Ainsi, le tabagisme est aussi une expérience psychologique et s’appuie sur l’association de stimuli (dans l’avion, cela peut donner moins envie ; en terrasse, davantage), mais aussi sur des aspects plus complexes comme l’identité de la personne : être ouvert, intéressant, adulte, attirant, intellectuel, audacieux, etc., ou encore sur les besoins associés à la consommation : repos, déconnexion, récompense, rébellion, différenciation, créer du lien avec d’autres personnes, etc.

Il est très bénéfique que tu puisses prendre conscience des implications psychologiques de l’addiction à la nicotine, car cela te place comme partie active du changement, te permet de te demander quelle sera ta manière particulière de faire face à la situation et de sentir que tu as du pouvoir d’agir sur ta vie.

Si tu ne la considères que comme une maladie physique, tu peux avoir tendance à aborder le processus de changement comme un simple patient passif.
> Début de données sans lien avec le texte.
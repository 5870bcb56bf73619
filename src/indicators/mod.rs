// =============================================================================
// Indicator Engine
// =============================================================================
//
// Pure, side-effect-free computations over an ordered close-price series.
// No state is carried between calls: every result is a function of the
// input slice and the period alone. Insufficient data yields documented
// fallback values rather than errors; NaN from degenerate arithmetic is
// allowed to propagate to the caller unmasked.

pub mod legacy_adx;
pub mod volatility;

pub use legacy_adx::{legacy_adx, LegacyAdx, DEFAULT_PERIOD};
pub use volatility::returns_volatility;
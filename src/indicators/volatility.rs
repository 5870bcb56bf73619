// =============================================================================
// Returns Volatility — population standard deviation of one-step returns
// =============================================================================
//
// Volatility is measured over simple one-step relative returns:
//   r_i = (p_i - p_{i-1}) / p_{i-1}
//
// The result is the *population* standard deviation of the return series
// (divide by n, no Bessel correction) expressed as a percentage. This matches
// the reference output exactly; do not switch to the sample estimator.

/// Compute the volatility of a close-price series as a percentage.
///
/// Fewer than two closes carry no return information, so the function
/// returns `0.0` rather than erroring. A zero price at any position
/// `i - 1` produces a non-finite return that propagates into the result
/// unmasked; callers decide how to surface it.
pub fn returns_volatility(closes: &[f64]) -> f64 {
    if closes.len() < 2 {
        return 0.0;
    }

    let returns: Vec<f64> = closes
        .windows(2)
        .map(|w| (w[1] - w[0]) / w[0])
        .collect();

    let n = returns.len() as f64;
    let mean = returns.iter().sum::<f64>() / n;
    let variance = returns.iter().map(|r| (r - mean).powi(2)).sum::<f64>() / n;

    variance.sqrt() * 100.0
}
Même si cela commence à changer, les maladies du corps sont fréquemment traitées sans trop nécessiter l’implication des patients, qui reçoivent un médicament ou subissent une intervention, mais qui ne décident pas et ne conçoivent pas le traitement.

Si l’on accepte que le tabagisme a aussi une base subjective, c’est-à-dire la manière singulière dont chacun l’a construit et développé, et les aspects psychologiques qui l’accompagnent, on pourra aussi conduire le processus de rétablissement en s’appuyant sur les ressources personnelles, en gagnant en connaissance de soi et en sentiment d’efficacité personnelle. Ce processus personnel peut t’aider à répondre toi-même à pourquoi, quand et de quelle manière tu vas commencer l’abstinence.

Dans ce sens, il est important que tu puisses reconnaître, face à toi-même, la difficulté avec la nicotine et le problème de santé qui en découle, et, d’autre part, que tu puisses construire une motivation personnelle (pas seulement celle de ta famille ou des médecins) pour arrêter. En même temps, les doutes, les moments de faiblesse ou l’ambivalence sont normaux et sont permis tout au long du processus.

3. Social

Enfin, le tabagisme est aussi une problématique sociale : c’est un comportement socialement accepté, promu dans la publicité, les réseaux, le cinéma et d’autres espaces publics, et tu peux même avoir l’impression que cela t’apporte une bonne réputation, le sentiment de faire partie du groupe des fumeurs, et, en plus, il s’agit d’une substance facile d’accès.

Le tabagisme est une épidémie sociale parce que, dans toutes les cultures et à toutes les époques historiques, on n’a pas consommé de la même manière. De même qu’il existe des zones du monde où la consommation diminue, il y en a d’autres où elle augmente, et cela ne s’explique pas parce que beaucoup de personnes commencent ou arrêtent de fumer simultanément par hasard, mais parce qu’il s’agit d’une dynamique sociale.

Même si l’acceptation sociale du tabagisme peut contribuer au maintien de la consommation, l’abstinence peut aussi être une expérience sociale où tu reçois du soutien et un renforcement externe, grâce à un réseau qui t’accompagne et te soutienne.

C’est pourquoi nous recommandons de s’appuyer sur l’entourage afin de faire de l’addiction à la nicotine une difficulté partagée et de l’abstinence un engagement collaboratif. Les problèmes partagés se résolvent plus vite que les problèmes cachés ou secrets. Plus tard, nous proposerons à quel moment du processus tu peux impliquer les personnes autour de toi.